A further important consideration is that the publication of such texts can pollute the data pool: this has certainly happened in the case of the Dead Sea Scroll-like fragments, as work by Årstein Justnes and the Lying Pen of Scribes project has revealed. But this is so only if they are published as genuine texts; those clearly signaled as forgeries should not do so.
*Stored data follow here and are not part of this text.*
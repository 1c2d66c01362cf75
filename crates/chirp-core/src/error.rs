use serde::{Deserialize, Serialize};
use thiserror::Error;

/// High-level category for chat errors so callers can branch on broad
/// handling strategy without string matching.
#[derive(Debug, Clone, Copy, Serialize, Deserialize, PartialEq, Eq)]
pub enum ChatErrorCategory {
    /// Invalid input or unsupported configuration.
    Config,
    /// A referenced room or message does not exist.
    NotFound,
    /// Connectivity or transport failure.
    Network,
    /// The backend asked us to slow down.
    RateLimited,
    /// Local persistence failure.
    Storage,
    /// Encoding or decoding failure at a data boundary.
    Serialization,
    /// A bug or broken invariant inside the client stack.
    Internal,
}

/// Stable error shape crossing the SDK boundary.
///
/// `code` is machine-readable and stable across releases; `message` is
/// human-readable and may change freely.
#[derive(Debug, Clone, Serialize, Deserialize, PartialEq, Eq, Error)]
#[error("{category:?}:{code}: {message}")]
pub struct ChatError {
    /// Broad classification used for handling decisions.
    pub category: ChatErrorCategory,
    /// Stable machine-readable code, e.g. `room_not_found`.
    pub code: String,
    /// Human-readable description.
    pub message: String,
    /// Optional server-provided backoff hint in milliseconds.
    pub retry_after_ms: Option<u64>,
}

impl ChatError {
    pub fn new(
        category: ChatErrorCategory,
        code: impl Into<String>,
        message: impl Into<String>,
    ) -> Self {
        Self {
            category,
            code: code.into(),
            message: message.into(),
            retry_after_ms: None,
        }
    }

    pub fn with_retry_after_ms(mut self, retry_after_ms: u64) -> Self {
        self.retry_after_ms = Some(retry_after_ms);
        self
    }

    /// Shorthand for lookups addressing a room that does not exist.
    pub fn room_not_found(room_id: &str) -> Self {
        Self::new(
            ChatErrorCategory::NotFound,
            "room_not_found",
            format!("room '{room_id}' does not exist"),
        )
    }

    /// Shorthand for operations addressing a message that does not exist.
    pub fn message_not_found(serial: impl std::fmt::Display) -> Self {
        Self::new(
            ChatErrorCategory::NotFound,
            "message_not_found",
            format!("message '{serial}' does not exist"),
        )
    }

    /// Shorthand for internal invariant violations.
    pub fn invalid_state(message: impl Into<String>) -> Self {
        Self::new(ChatErrorCategory::Internal, "invalid_state", message)
    }

    /// Whether retrying the same operation later could plausibly succeed.
    pub fn is_transient(&self) -> bool {
        matches!(
            self.category,
            ChatErrorCategory::Network | ChatErrorCategory::RateLimited
        )
    }
}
More cogent, I think, are ethical issues. If forgeries are in collections of unknown provenance (by which I mean the items within them contain little or no proper collection history), or collections of anonymous ownership, should we work on them? Current ethical standards in biblical and ancient world studies (at least as expressed in official policy) would give a decisive ‘no’ to this question: transparency over ownership and provenance is the basic starting point for work on any textual artifact: but debate remains, and this is far from the universal position. Although – as is well known – I have worked on a papyrus later proven to be fake in a collection whose owner was at that time unknown, I was uneasy with engaging with the broader collection of papyri (later revealed to be owned by Walter Fritz, something unknown to me at that time), precisely because of this lack of transparency and the distinct possibility that some or all of the papyri were recent unprovenanced acquisitions (Fritz later told me that all the documentation concerning their acquisition had been – somewhat conveniently – stolen by burglars). Had I investigated that collection more thoroughly, I might have noticed the presence of a number of fakes (not only the ‘Lycopolitan Gospel of John’ fragment which severely compromised the authenticity claims for the ‘Gospel of Jesus’ Wife’) and been more critical of the ‘Jesus’ Wife’ papyrus itself. But the same could apply in many cases wth regard to genuine papyri, and the reasons many within the discipline now refuse to work on unprovenanced material or those owned by anonymous collectors are cogent and not to be lightly ignored. We’re told, rightly, not to work on papyri of unknown provenance: but then how do we track forgers and their work? Should we work on these collections but not publish the papyri? Or ignore them entirely?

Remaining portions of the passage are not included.